## Description of the task:
If a line in the data below holds the word "gross", copy it.

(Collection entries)
-=-=-
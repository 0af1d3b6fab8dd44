// Copyright (c) 2025 Kirky.X
//
// Licensed under the MIT License
// See LICENSE file in the project root for full license information.

use crate::domain::models::eventbrite::EventbriteOrder;
use crate::domain::models::order::Order;
use crate::domain::models::payload::WebhookPayload;
use crate::domain::repositories::order_repository::{OrderRepository, RepositoryError};
use crate::domain::use_cases::coalesce;
use crate::utils::money;
use crate::utils::url_utils;
use chrono::Utc;
use std::sync::Arc;
use tracing::warn;
use uuid::Uuid;

/// 订单入库用例
///
/// 以 `order_id` 为键持久化派生的订单记录。优先走数据库的原子
/// upsert；当唯一约束尚未建立时退化为先查后写，插入与并发投递
/// 竞争失败时改走更新。该回退是兼容垫片，不提供超出"每键最终
/// 存活一行"的隔离保证。
pub struct IngestOrderUseCase<R: OrderRepository> {
    repo: Arc<R>,
}

impl<R: OrderRepository> IngestOrderUseCase<R> {
    pub fn new(repo: Arc<R>) -> Self {
        Self { repo }
    }

    pub async fn execute(&self, order: &Order) -> Result<(), RepositoryError> {
        let Some(order_id) = order.order_id.clone() else {
            // Nothing to conflict on without a natural key.
            return self.repo.insert(order).await;
        };

        match self.repo.upsert(order).await {
            Ok(()) => Ok(()),
            Err(RepositoryError::MissingUniqueConstraint) => {
                warn!("orders.order_id unique index missing, falling back to check-then-write");
                if self.repo.find_by_order_id(&order_id).await?.is_some() {
                    self.repo.update_by_order_id(order).await
                } else {
                    match self.repo.insert(order).await {
                        // A concurrent delivery won the insert race.
                        Err(RepositoryError::DuplicateKey) => {
                            self.repo.update_by_order_id(order).await
                        }
                        other => other,
                    }
                }
            }
            Err(e) => Err(e),
        }
    }
}

/// 由载荷和可空的上游详情派生订单记录
///
/// 纯映射，每个字段按显式优先级链取第一个非空来源；金额为空或
/// 非数字时得到 None，绝不失败。
pub fn build_order_record(payload: &WebhookPayload, details: Option<&EventbriteOrder>) -> Order {
    let profile = details.and_then(|d| d.profile.as_ref());
    let resource = payload.resource.as_ref();
    let costs = details.and_then(|d| d.costs.as_ref());

    Order {
        id: Uuid::new_v4(),
        order_id: coalesce([
            details.and_then(|d| d.id.clone()),
            resource.and_then(|r| r.order_id.clone()),
            url_utils::extract_id_from_url(payload.api_url.as_deref()),
        ]),
        event_id: coalesce([
            payload.event_id.clone(),
            resource.and_then(|r| r.event_id.clone()),
            details.and_then(|d| d.event_id.clone()),
        ]),
        first_name: coalesce([
            profile.and_then(|p| p.first_name.clone()),
            details.and_then(|d| d.first_name.clone()),
        ]),
        last_name: coalesce([
            profile.and_then(|p| p.last_name.clone()),
            details.and_then(|d| d.last_name.clone()),
        ]),
        email: coalesce([
            profile.and_then(|p| p.email.clone()),
            details.and_then(|d| d.email.clone()),
        ]),
        gross: money::format_minor_units(
            costs.and_then(|c| c.gross.as_ref()).and_then(|g| g.value.as_ref()),
        ),
        created_at: coalesce([
            details.and_then(|d| d.created),
            details.and_then(|d| d.changed),
        ])
        .unwrap_or_else(Utc::now),
    }
}

#[cfg(test)]
mod tests {
    use super::*;
    use crate::domain::models::eventbrite::{EventbriteCosts, EventbriteMoney, EventbriteProfile};
    use crate::domain::models::payload::WebhookResource;
    use async_trait::async_trait;
    use serde_json::json;
    use std::sync::atomic::{AtomicBool, Ordering};
    use std::sync::Mutex;

    fn payload_with_api_url(api_url: &str) -> WebhookPayload {
        WebhookPayload {
            api_url: Some(api_url.to_string()),
            ..Default::default()
        }
    }

    fn full_details() -> EventbriteOrder {
        EventbriteOrder {
            id: Some("900001".to_string()),
            event_id: Some("ev-1".to_string()),
            email: Some("flat@example.com".to_string()),
            first_name: Some("Flat".to_string()),
            last_name: Some("Name".to_string()),
            profile: Some(EventbriteProfile {
                first_name: Some("Pat".to_string()),
                last_name: Some("Doe".to_string()),
                email: Some("pat@example.com".to_string()),
                ..Default::default()
            }),
            costs: Some(EventbriteCosts {
                gross: Some(EventbriteMoney {
                    value: Some(json!(12345)),
                    ..Default::default()
                }),
                ..Default::default()
            }),
            ..Default::default()
        }
    }

    #[test]
    fn test_profile_fields_win_over_flat() {
        let record = build_order_record(&WebhookPayload::default(), Some(&full_details()));
        assert_eq!(record.first_name.as_deref(), Some("Pat"));
        assert_eq!(record.email.as_deref(), Some("pat@example.com"));
        assert_eq!(record.gross.as_deref(), Some("123.45"));
        assert_eq!(record.order_id.as_deref(), Some("900001"));
    }

    #[test]
    fn test_flat_fields_used_when_profile_missing() {
        let mut details = full_details();
        details.profile = None;
        let record = build_order_record(&WebhookPayload::default(), Some(&details));
        assert_eq!(record.first_name.as_deref(), Some("Flat"));
        assert_eq!(record.email.as_deref(), Some("flat@example.com"));
    }

    #[test]
    fn test_payload_only_derivation() {
        let mut payload = payload_with_api_url("https://api.example.com/v3/orders/777/");
        payload.resource = Some(WebhookResource {
            event_id: Some("ev-9".to_string()),
            ..Default::default()
        });
        let record = build_order_record(&payload, None);
        // Without details the order id falls back to the resource/url chain.
        assert_eq!(record.order_id.as_deref(), Some("777"));
        assert_eq!(record.event_id.as_deref(), Some("ev-9"));
        assert_eq!(record.gross, None);
        assert_eq!(record.email, None);
    }

    #[test]
    fn test_resource_order_id_beats_url() {
        let mut payload = payload_with_api_url("https://api.example.com/v3/orders/777/");
        payload.resource = Some(WebhookResource {
            order_id: Some("555".to_string()),
            ..Default::default()
        });
        let record = build_order_record(&payload, None);
        assert_eq!(record.order_id.as_deref(), Some("555"));
    }

    /// 脚本化的假仓库，用于驱动回退路径
    #[derive(Default)]
    struct ScriptedOrderRepo {
        rows: Mutex<Vec<Order>>,
        missing_constraint: AtomicBool,
        duplicate_on_insert: AtomicBool,
        updates: AtomicBool,
    }

    #[async_trait]
    impl OrderRepository for ScriptedOrderRepo {
        async fn upsert(&self, order: &Order) -> Result<(), RepositoryError> {
            if self.missing_constraint.load(Ordering::SeqCst) {
                return Err(RepositoryError::MissingUniqueConstraint);
            }
            self.rows.lock().unwrap().push(order.clone());
            Ok(())
        }

        async fn insert(&self, order: &Order) -> Result<(), RepositoryError> {
            if self.duplicate_on_insert.swap(false, Ordering::SeqCst) {
                // Simulates a concurrent delivery inserting first.
                self.rows.lock().unwrap().push(order.clone());
                return Err(RepositoryError::DuplicateKey);
            }
            self.rows.lock().unwrap().push(order.clone());
            Ok(())
        }

        async fn update_by_order_id(&self, order: &Order) -> Result<(), RepositoryError> {
            self.updates.store(true, Ordering::SeqCst);
            let mut rows = self.rows.lock().unwrap();
            let existing = rows
                .iter_mut()
                .find(|r| r.order_id == order.order_id)
                .ok_or(RepositoryError::NotFound)?;
            *existing = order.clone();
            Ok(())
        }

        async fn find_by_order_id(
            &self,
            order_id: &str,
        ) -> Result<Option<Order>, RepositoryError> {
            Ok(self
                .rows
                .lock()
                .unwrap()
                .iter()
                .find(|r| r.order_id.as_deref() == Some(order_id))
                .cloned())
        }
    }

    fn order_with_id(order_id: &str) -> Order {
        Order {
            id: Uuid::new_v4(),
            order_id: Some(order_id.to_string()),
            event_id: None,
            first_name: None,
            last_name: None,
            email: None,
            gross: None,
            created_at: Utc::now(),
        }
    }

    #[tokio::test]
    async fn test_upsert_happy_path() {
        let repo = Arc::new(ScriptedOrderRepo::default());
        let use_case = IngestOrderUseCase::new(repo.clone());
        use_case.execute(&order_with_id("1")).await.unwrap();
        assert_eq!(repo.rows.lock().unwrap().len(), 1);
        assert!(!repo.updates.load(Ordering::SeqCst));
    }

    #[tokio::test]
    async fn test_missing_constraint_falls_back_to_insert() {
        let repo = Arc::new(ScriptedOrderRepo::default());
        repo.missing_constraint.store(true, Ordering::SeqCst);
        let use_case = IngestOrderUseCase::new(repo.clone());
        use_case.execute(&order_with_id("1")).await.unwrap();
        assert_eq!(repo.rows.lock().unwrap().len(), 1);
    }

    #[tokio::test]
    async fn test_missing_constraint_updates_existing_row() {
        let repo = Arc::new(ScriptedOrderRepo::default());
        repo.rows.lock().unwrap().push(order_with_id("1"));
        repo.missing_constraint.store(true, Ordering::SeqCst);

        let mut updated = order_with_id("1");
        updated.email = Some("new@example.com".to_string());
        IngestOrderUseCase::new(repo.clone())
            .execute(&updated)
            .await
            .unwrap();

        let rows = repo.rows.lock().unwrap();
        assert_eq!(rows.len(), 1);
        assert_eq!(rows[0].email.as_deref(), Some("new@example.com"));
    }

    #[tokio::test]
    async fn test_insert_race_retries_as_update() {
        let repo = Arc::new(ScriptedOrderRepo::default());
        repo.missing_constraint.store(true, Ordering::SeqCst);
        repo.duplicate_on_insert.store(true, Ordering::SeqCst);

        IngestOrderUseCase::new(repo.clone())
            .execute(&order_with_id("1"))
            .await
            .unwrap();

        // The duplicate-key race must end in an update, not an error.
        assert!(repo.updates.load(Ordering::SeqCst));
    }

    #[tokio::test]
    async fn test_null_key_inserts_plainly() {
        let repo = Arc::new(ScriptedOrderRepo::default());
        repo.missing_constraint.store(true, Ordering::SeqCst);
        let mut order = order_with_id("1");
        order.order_id = None;
        IngestOrderUseCase::new(repo.clone())
            .execute(&order)
            .await
            .unwrap();
        assert_eq!(repo.rows.lock().unwrap().len(), 1);
    }
}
-=-=-
## Task output:
        gross: money::format_minor_units(
            costs.and_then(|c| c.gross.as_ref()).and_then(|g| g.value.as_ref()),
                gross: Some(EventbriteMoney {
        assert_eq!(record.gross.as_deref(), Some("123.45"));
        assert_eq!(record.gross, None);
            gross: None,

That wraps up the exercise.